Canadian savers are searching for ways to set aside some serious cash to fund a comfortable retirement.
One popular strategy involves using a Tax Free Savings Account (TFSA) to hold top-quality dividend stocks and invest the distributions in new shares. This sets off a powerful compounding process that can turn reasonably small initial investments into significant savings over time.
TD reported fiscal Q2 2018 adjusted net income of more than $3 billion. That’s correct, the big green cash machine generates about $1 billion in profit per month!
This might not impress bank customers who think their fees are too high, but it’s great news for investors.
TD is widely known for its Canadian operations, and the retail banking business in its home country accounts for about two-thirds of the profits, but TD also has a strong presence in the United States.
Over the past decade or so, TD has spent billions to build a large American business, with branches running right down the east coast from Maine to Florida. The U.S. segment provides a nice hedge against a potential downturn in the Canadian economy and contributes more than 30% of TD’s net income.
Some investors might be concerned the Canadian banks will be hurt by a downturn in the housing market. A major crash would certainly be negative, but most analysts predict a soft landing, and TD’s mortgage portfolio is cable of riding out a pullback in house prices. Insured mortgages represent 39% of the portfolio and the loan-to-value ratio on the uninsured mortgages is 52%. This means things would have to get pretty bad before TD sees material losses.
TD raised its dividend by 11.7% earlier this year and has a compound annual dividend growth rate of better than 10% over the past 20 years. The current payout provides a yield of 3.5%.

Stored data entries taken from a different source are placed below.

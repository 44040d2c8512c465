//! Application state shared across all route handlers.
//!
//! AppState is built once before serving begins and never mutated; it is
//! passed to handlers via axum's State extractor.

use std::sync::Arc;
use std::time::Instant;

use sift_core::config::{expand_home, SiftConfig};
use sift_vector::SearchContext;

use crate::invocation_log::InvocationLog;

/// Shared application state.
///
/// All fields use `Arc` for cheap cloning across handler tasks.
#[derive(Clone)]
pub struct AppState {
    pub config: Arc<SiftConfig>,
    /// Loaded index, metadata and embedding model.
    pub search: Arc<SearchContext>,
    pub invocation_log: Arc<InvocationLog>,
    /// Server start time for uptime calculation.
    pub start_time: Instant,
}

impl AppState {
    pub fn new(config: SiftConfig, search: SearchContext) -> Self {
        let invocation_log = if config.api.invocation_log_dir.trim().is_empty() {
            InvocationLog::disabled()
        } else {
            InvocationLog::new(&expand_home(&config.api.invocation_log_dir))
        };

        Self {
            config: Arc::new(config),
            search: Arc::new(search),
            invocation_log: Arc::new(invocation_log),
            start_time: Instant::now(),
        }
    }
}
//! Embedding service trait and implementations.
//!
//! - `OnnxEmbeddingService` loads a sentence-transformer ONNX model (e.g.
//!   all-MiniLM-L6-v2) via ort and tokenizes with the HuggingFace tokenizers
//!   crate. Batches are padded and run through the model in one call.
//! - `MockEmbedding` provides deterministic hash-based vectors for testing.

use std::collections::hash_map::DefaultHasher;
use std::collections::HashMap;
use std::future::Future;
use std::hash::{Hash, Hasher};
use std::path::Path;
use std::pin::Pin;
use std::sync::{Arc, Mutex};

use ort::session::Session;
use ort::value::TensorRef;
use sift_core::error::{Result, SiftError};
use tokenizers::Tokenizer;
use tracing::info;

/// Boxed future returned by [`DynEmbeddingService`].
pub type BoxedEmbedFuture<'a, T> = Pin<Box<dyn Future<Output = Result<T>> + Send + 'a>>;

/// Service for generating text embeddings.
///
/// Implementations convert text into fixed-dimensional vectors. The same
/// service (same model) must be used to build an index and to query it.
pub trait EmbeddingService: Send + Sync {
    /// Generate an embedding vector for the given text.
    fn embed(&self, text: &str) -> impl Future<Output = Result<Vec<f32>>> + Send;

    /// Embed several texts, returning exactly one vector per input in input
    /// order. The default implementation embeds them one at a time.
    fn embed_batch<'a>(
        &'a self,
        texts: &'a [String],
    ) -> impl Future<Output = Result<Vec<Vec<f32>>>> + Send + 'a {
        async move {
            let mut vectors = Vec::with_capacity(texts.len());
            for text in texts {
                vectors.push(self.embed(text).await?);
            }
            Ok(vectors)
        }
    }

    /// Return the dimensionality of vectors produced by this service.
    fn dimensions(&self) -> usize;

    /// Name of the underlying model, recorded alongside built indexes.
    fn model_name(&self) -> &str;
}

/// Object-safe version of [`EmbeddingService`] for dynamic dispatch.
///
/// Because `EmbeddingService::embed` returns `impl Future` it is not
/// object-safe. This trait uses boxed futures instead, so the query engine
/// can hold an `Arc<dyn DynEmbeddingService>` without generics.
pub trait DynEmbeddingService: Send + Sync {
    fn embed_boxed<'a>(&'a self, text: &'a str) -> BoxedEmbedFuture<'a, Vec<f32>>;

    fn embed_batch_boxed<'a>(&'a self, texts: &'a [String]) -> BoxedEmbedFuture<'a, Vec<Vec<f32>>>;

    fn dimensions(&self) -> usize;

    fn model_name(&self) -> &str;
}

/// Blanket impl: any `EmbeddingService` automatically implements `DynEmbeddingService`.
impl<T: EmbeddingService> DynEmbeddingService for T {
    fn embed_boxed<'a>(&'a self, text: &'a str) -> BoxedEmbedFuture<'a, Vec<f32>> {
        Box::pin(self.embed(text))
    }

    fn embed_batch_boxed<'a>(&'a self, texts: &'a [String]) -> BoxedEmbedFuture<'a, Vec<Vec<f32>>> {
        Box::pin(self.embed_batch(texts))
    }

    fn dimensions(&self) -> usize {
        EmbeddingService::dimensions(self)
    }

    fn model_name(&self) -> &str {
        EmbeddingService::model_name(self)
    }
}

/// Scale a vector to unit length in place. Zero vectors are left alone.
pub(crate) fn l2_normalize(vector: &mut [f32]) {
    let norm: f32 = vector.iter().map(|v| v * v).sum::<f32>().sqrt();
    if norm > 0.0 {
        for val in vector.iter_mut() {
            *val /= norm;
        }
    }
}

// ---------------------------------------------------------------------------
// OnnxEmbeddingService - real ONNX Runtime inference
// ---------------------------------------------------------------------------

/// ONNX Runtime-backed embedding service using a sentence-transformer model.
///
/// Expects a model directory containing:
/// - `model.onnx`: the sentence-transformer ONNX export
/// - `tokenizer.json`: the HuggingFace fast-tokenizer file
///
/// Mean pooling (masked by the attention mask) followed by L2 normalisation
/// produces one vector per input, matching sentence-transformers' encode.
pub struct OnnxEmbeddingService {
    session: Arc<Mutex<Session>>,
    tokenizer: Arc<Tokenizer>,
    dimensions: usize,
    model_name: String,
}

// ort::Session is Send + Sync internally (uses Arc<SharedSessionInner>).
unsafe impl Send for OnnxEmbeddingService {}
unsafe impl Sync for OnnxEmbeddingService {}

impl std::fmt::Debug for OnnxEmbeddingService {
    fn fmt(&self, f: &mut std::fmt::Formatter<'_>) -> std::fmt::Result {
        f.debug_struct("OnnxEmbeddingService")
            .field("model_name", &self.model_name)
            .field("dimensions", &self.dimensions)
            .finish()
    }
}

impl OnnxEmbeddingService {
    /// Load a sentence-transformer model from the given directory.
    ///
    /// The directory must contain `model.onnx` and `tokenizer.json`.
    pub fn from_directory(model_name: &str, model_dir: &Path) -> Result<Self> {
        Self::from_files(
            model_name,
            &model_dir.join("model.onnx"),
            &model_dir.join("tokenizer.json"),
        )
    }

    /// Load from explicit model and tokenizer file paths.
    pub fn from_files(model_name: &str, model_path: &Path, tokenizer_path: &Path) -> Result<Self> {
        if !model_path.exists() {
            return Err(SiftError::Embedding(format!(
                "ONNX model not found at {}",
                model_path.display()
            )));
        }
        if !tokenizer_path.exists() {
            return Err(SiftError::Embedding(format!(
                "Tokenizer not found at {}",
                tokenizer_path.display()
            )));
        }

        let session = Session::builder()
            .map_err(|e| SiftError::Embedding(format!("ONNX session builder: {}", e)))?
            .with_intra_threads(1)
            .map_err(|e| SiftError::Embedding(format!("ONNX set threads: {}", e)))?
            .commit_from_file(model_path)
            .map_err(|e| SiftError::Embedding(format!("ONNX load model: {}", e)))?;

        // Sentence-transformer output is [batch, seq_len, hidden_dim].
        let dimensions = session
            .outputs()
            .first()
            .and_then(|out| out.dtype().tensor_shape())
            .and_then(|shape| shape.last().copied())
            .map(|d| if d > 0 { d as usize } else { 384 })
            .unwrap_or(384);

        let tokenizer = Tokenizer::from_file(tokenizer_path)
            .map_err(|e| SiftError::Embedding(format!("Failed to load tokenizer: {}", e)))?;

        info!(
            model = %model_path.display(),
            model_name,
            dimensions,
            "Loaded ONNX embedding model"
        );

        Ok(Self {
            session: Arc::new(Mutex::new(session)),
            tokenizer: Arc::new(tokenizer),
            dimensions,
            model_name: model_name.to_string(),
        })
    }

    /// Tokenize `texts` into one right-padded batch, run the model once, and
    /// mean-pool each row over its real (unpadded) tokens.
    fn embed_batch_sync(&self, texts: &[String]) -> Result<Vec<Vec<f32>>> {
        if texts.is_empty() {
            return Ok(Vec::new());
        }
        if let Some(pos) = texts.iter().position(|t| t.is_empty()) {
            return Err(SiftError::Embedding(format!(
                "Cannot embed empty text (batch position {})",
                pos
            )));
        }

        let encodings = self
            .tokenizer
            .encode_batch(texts.iter().map(String::as_str).collect::<Vec<_>>(), true)
            .map_err(|e| SiftError::Embedding(format!("Tokenization failed: {}", e)))?;

        let batch = encodings.len();
        let seq_len = encodings.iter().map(|e| e.get_ids().len()).max().unwrap_or(0);
        if seq_len == 0 {
            return Err(SiftError::Embedding("Tokenizer produced no tokens".to_string()));
        }

        let mut ids = ndarray::Array2::<i64>::zeros((batch, seq_len));
        let mut mask = ndarray::Array2::<i64>::zeros((batch, seq_len));
        let mut types = ndarray::Array2::<i64>::zeros((batch, seq_len));
        for (row, encoding) in encodings.iter().enumerate() {
            let tokens = encoding
                .get_ids()
                .iter()
                .zip(encoding.get_attention_mask())
                .zip(encoding.get_type_ids());
            for (col, ((&id, &m), &t)) in tokens.enumerate() {
                ids[[row, col]] = id as i64;
                mask[[row, col]] = m as i64;
                types[[row, col]] = t as i64;
            }
        }

        let ids_ref = TensorRef::from_array_view(&ids)
            .map_err(|e| SiftError::Embedding(format!("TensorRef input_ids: {}", e)))?;
        let mask_ref = TensorRef::from_array_view(&mask)
            .map_err(|e| SiftError::Embedding(format!("TensorRef attention_mask: {}", e)))?;
        let type_ref = TensorRef::from_array_view(&types)
            .map_err(|e| SiftError::Embedding(format!("TensorRef token_type_ids: {}", e)))?;

        let mut session = self
            .session
            .lock()
            .map_err(|e| SiftError::Embedding(format!("Session lock poisoned: {}", e)))?;
        let outputs = session
            .run(ort::inputs![ids_ref, mask_ref, type_ref])
            .map_err(|e| SiftError::Embedding(format!("ONNX inference failed: {}", e)))?;

        // Token embeddings, flat: [batch, seq_len, hidden_dim].
        let (shape, data) = outputs[0]
            .try_extract_tensor::<f32>()
            .map_err(|e| SiftError::Embedding(format!("Extract embeddings: {}", e)))?;

        let hidden_dim = match shape.iter().copied().collect::<Vec<i64>>().as_slice() {
            [b, s, h] if *b as usize == batch && *s as usize == seq_len => *h as usize,
            other => {
                return Err(SiftError::Embedding(format!(
                    "Unexpected output shape {:?} for batch {}x{}",
                    other, batch, seq_len
                )))
            }
        };

        let vectors = (0..batch)
            .map(|row| {
                let mut pooled = vec![0.0f32; hidden_dim];
                let mut count = 0.0f32;
                for col in 0..seq_len {
                    if mask[[row, col]] == 0 {
                        continue;
                    }
                    let offset = (row * seq_len + col) * hidden_dim;
                    for (slot, value) in pooled.iter_mut().zip(&data[offset..offset + hidden_dim]) {
                        *slot += value;
                    }
                    count += 1.0;
                }
                if count > 0.0 {
                    pooled.iter_mut().for_each(|v| *v /= count);
                }
                l2_normalize(&mut pooled);
                pooled
            })
            .collect();

        Ok(vectors)
    }

    fn worker(&self) -> Self {
        Self {
            session: Arc::clone(&self.session),
            tokenizer: Arc::clone(&self.tokenizer),
            dimensions: self.dimensions,
            model_name: self.model_name.clone(),
        }
    }
}

impl EmbeddingService for OnnxEmbeddingService {
    async fn embed(&self, text: &str) -> Result<Vec<f32>> {
        let mut vectors = self.embed_batch(&[text.to_string()]).await?;
        vectors
            .pop()
            .ok_or_else(|| SiftError::Embedding("Model returned no embedding".to_string()))
    }

    fn embed_batch<'a>(
        &'a self,
        texts: &'a [String],
    ) -> impl Future<Output = Result<Vec<Vec<f32>>>> + Send + 'a {
        // ONNX Runtime inference is CPU-bound; run on a blocking thread.
        let svc = self.worker();
        let owned = texts.to_vec();
        async move {
            tokio::task::spawn_blocking(move || svc.embed_batch_sync(&owned))
                .await
                .map_err(|e| SiftError::Embedding(format!("Embedding task panicked: {}", e)))?
        }
    }

    fn dimensions(&self) -> usize {
        self.dimensions
    }

    fn model_name(&self) -> &str {
        &self.model_name
    }
}

// ---------------------------------------------------------------------------
// MockEmbedding - deterministic hash-based vectors for testing
// ---------------------------------------------------------------------------

/// Model name reported by [`MockEmbedding`].
pub const MOCK_MODEL_NAME: &str = "mock-embedding";

/// Mock embedding service that returns deterministic unit vectors.
///
/// The output is derived from a hash of the input text, so identical inputs
/// always produce identical outputs and distinct inputs land far apart.
/// Specific texts can be pinned to chosen vectors with [`MockEmbedding::with_fixed`].
#[derive(Debug, Clone)]
pub struct MockEmbedding {
    dimensions: usize,
    fixed: HashMap<String, Vec<f32>>,
}

impl Default for MockEmbedding {
    fn default() -> Self {
        Self::new()
    }
}

impl MockEmbedding {
    pub fn new() -> Self {
        Self::with_dimensions(384)
    }

    pub fn with_dimensions(dimensions: usize) -> Self {
        Self {
            dimensions,
            fixed: HashMap::new(),
        }
    }

    /// Return `vector` whenever exactly `text` is embedded.
    pub fn with_fixed(mut self, text: &str, vector: Vec<f32>) -> Self {
        self.fixed.insert(text.to_string(), vector);
        self
    }

    fn hash_to_vector(&self, text: &str) -> Vec<f32> {
        let mut result = Vec::with_capacity(self.dimensions);
        for i in 0..self.dimensions {
            let mut hasher = DefaultHasher::new();
            text.hash(&mut hasher);
            i.hash(&mut hasher);
            let h = hasher.finish();
            let val = ((h as f64) / (u64::MAX as f64)) * 2.0 - 1.0;
            result.push(val as f32);
        }

        l2_normalize(&mut result);
        result
    }
}

impl EmbeddingService for MockEmbedding {
    async fn embed(&self, text: &str) -> Result<Vec<f32>> {
        if text.is_empty() {
            return Err(SiftError::Embedding("Cannot embed empty text".to_string()));
        }
        if let Some(vector) = self.fixed.get(text) {
            return Ok(vector.clone());
        }
        Ok(self.hash_to_vector(text))
    }

    fn dimensions(&self) -> usize {
        self.dimensions
    }

    fn model_name(&self) -> &str {
        MOCK_MODEL_NAME
    }
}
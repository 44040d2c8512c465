//! Offline index builder.
//!
//! Turns a corpus directory into a published index + metadata pair:
//! 1. Load and validate the corpus
//! 2. Embed every document's content, in batches
//! 3. Insert vectors under keys `0..N` in corpus order
//! 4. Publish index, metadata, manifest (and optional embeddings dump)

use std::collections::HashSet;
use std::path::{Path, PathBuf};
use std::sync::Arc;

use chrono::Utc;
use serde::Serialize;
use tracing::{debug, info};

use sift_core::config::SiftConfig;
use sift_core::error::{Result, SiftError};
use sift_core::types::{DocumentRecord, MetadataRecord};

use crate::corpus::{load_corpus, SkippedRecord};
use crate::embedding::{DynEmbeddingService, EmbeddingService};
use crate::index::{new_index, IndexParams};
use crate::store::{embeddings_dump_name, publish, ArtifactPaths, IndexManifest};

/// Summary of a completed build.
#[derive(Debug, Clone, Serialize)]
pub struct BuildReport {
    pub documents: usize,
    pub skipped: Vec<PathBuf>,
    pub dimensions: usize,
    pub index_path: PathBuf,
    pub metadata_path: PathBuf,
    pub manifest_path: PathBuf,
    pub embeddings_dump: Option<PathBuf>,
}

/// Builds and publishes an index from validated documents.
///
/// Uses dynamic dispatch for the embedder so the same builder serves the
/// ONNX model in production and `MockEmbedding` in tests.
pub struct IndexBuilder {
    config: SiftConfig,
    embedder: Arc<dyn DynEmbeddingService>,
}

impl IndexBuilder {
    pub fn new(config: SiftConfig, embedder: impl EmbeddingService + 'static) -> Self {
        Self {
            config,
            embedder: Arc::new(embedder),
        }
    }

    pub fn new_dyn(config: SiftConfig, embedder: Arc<dyn DynEmbeddingService>) -> Self {
        Self { config, embedder }
    }

    pub fn config(&self) -> &SiftConfig {
        &self.config
    }

    /// Load `corpus_dir` and build from its records.
    pub async fn build_from_dir(&self, corpus_dir: &Path) -> Result<BuildReport> {
        let corpus = load_corpus(corpus_dir, self.config.build.on_invalid_record)?;
        self.build_documents(corpus.documents, corpus.skipped).await
    }

    /// Build from documents that were loaded elsewhere.
    pub async fn build(&self, documents: Vec<DocumentRecord>) -> Result<BuildReport> {
        self.build_documents(documents, Vec::new()).await
    }

    async fn build_documents(
        &self,
        documents: Vec<DocumentRecord>,
        skipped: Vec<SkippedRecord>,
    ) -> Result<BuildReport> {
        if documents.is_empty() {
            return Err(SiftError::Corpus("No documents to index".to_string()));
        }
        let mut ids = HashSet::with_capacity(documents.len());
        for doc in &documents {
            if !ids.insert(doc.uuid.as_str()) {
                return Err(SiftError::Corpus(format!(
                    "Duplicate document id '{}'",
                    doc.uuid
                )));
            }
        }

        let vectors = self.embed_all(&documents).await?;
        let dimensions = self.embedder.dimensions();

        let store_vectors = self.config.build.store_vectors;
        let metadata: Vec<MetadataRecord> = documents
            .iter()
            .zip(vectors.iter())
            .map(|(doc, vector)| MetadataRecord::from_document(doc, store_vectors.then(|| vector.clone())))
            .collect();

        let params = IndexParams::from_config(&self.config.index, dimensions);
        let manifest = IndexManifest::new(params, self.embedder.model_name(), documents.len());
        let paths = ArtifactPaths::from_config(&self.config);
        let dump_path = self
            .config
            .build
            .dump_embeddings
            .then(|| self.config.data_dir().join(embeddings_dump_name(Utc::now())));

        // Graph construction and file IO are CPU/disk bound.
        let publish_dump = dump_path.clone();
        let live = tokio::task::spawn_blocking(move || -> Result<ArtifactPaths> {
            let mut index = new_index(&params)?;
            index.reserve(vectors.len())?;
            for (key, vector) in vectors.iter().enumerate() {
                index.add(key as u64, vector)?;
            }
            debug!(size = index.len(), kind = %params.kind, "Index built in memory");

            let dump = publish_dump.as_deref().map(|p| (p, vectors.as_slice()));
            publish(&paths, index.as_ref(), &metadata, &manifest, dump)
        })
        .await
        .map_err(|e| SiftError::Index(format!("Index build task panicked: {}", e)))??;

        let report = BuildReport {
            documents: documents.len(),
            skipped: skipped.into_iter().map(|s| s.path).collect(),
            dimensions,
            index_path: live.index,
            metadata_path: live.metadata,
            manifest_path: live.manifest,
            embeddings_dump: dump_path,
        };

        info!(
            documents = report.documents,
            skipped = report.skipped.len(),
            dimensions,
            kind = %params.kind,
            metric = %params.metric,
            model = self.embedder.model_name(),
            "Index build complete"
        );
        Ok(report)
    }

    /// Embed every document's content, preserving order.
    ///
    /// Each batch must come back with one vector per input and every vector
    /// must have the embedder's declared dimension.
    async fn embed_all(&self, documents: &[DocumentRecord]) -> Result<Vec<Vec<f32>>> {
        let expected_dims = self.embedder.dimensions();
        let batch_size = self.config.build.batch_size.max(1);
        let mut vectors = Vec::with_capacity(documents.len());

        for (batch_no, batch) in documents.chunks(batch_size).enumerate() {
            let texts: Vec<String> = batch.iter().map(|d| d.content.clone()).collect();
            let embedded = self.embedder.embed_batch_boxed(&texts).await?;

            if embedded.len() != batch.len() {
                return Err(SiftError::Embedding(format!(
                    "Embedding batch {} returned {} vectors for {} documents",
                    batch_no,
                    embedded.len(),
                    batch.len()
                )));
            }
            for (doc, vector) in batch.iter().zip(embedded.iter()) {
                if vector.len() != expected_dims {
                    return Err(SiftError::Embedding(format!(
                        "Document '{}' embedded to {} dimensions, expected {}",
                        doc.uuid,
                        vector.len(),
                        expected_dims
                    )));
                }
            }

            debug!(batch = batch_no, size = batch.len(), "Embedded batch");
            vectors.extend(embedded);
        }

        Ok(vectors)
    }
}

A $10,000 investment in TD two decades ago would be worth close to $90,000 today with the dividends reinvested.
Should you buy?
TD anticipates earnings-per-share growth of 7-10% per year over the medium term. The company tends to be conservative on the guidance, so investors should see steady dividend growth continue in step with rising profits that generally outpace the outlook.
Rising interest rates might put some borrowers under water, but higher rates tend to be positive for the banks, and it looks like rates are going to continue to increase in the near-to-medium term.
If you’re looking for a top-quality market leader to start your TFSA retirement fund, TD deserves to be on your radar.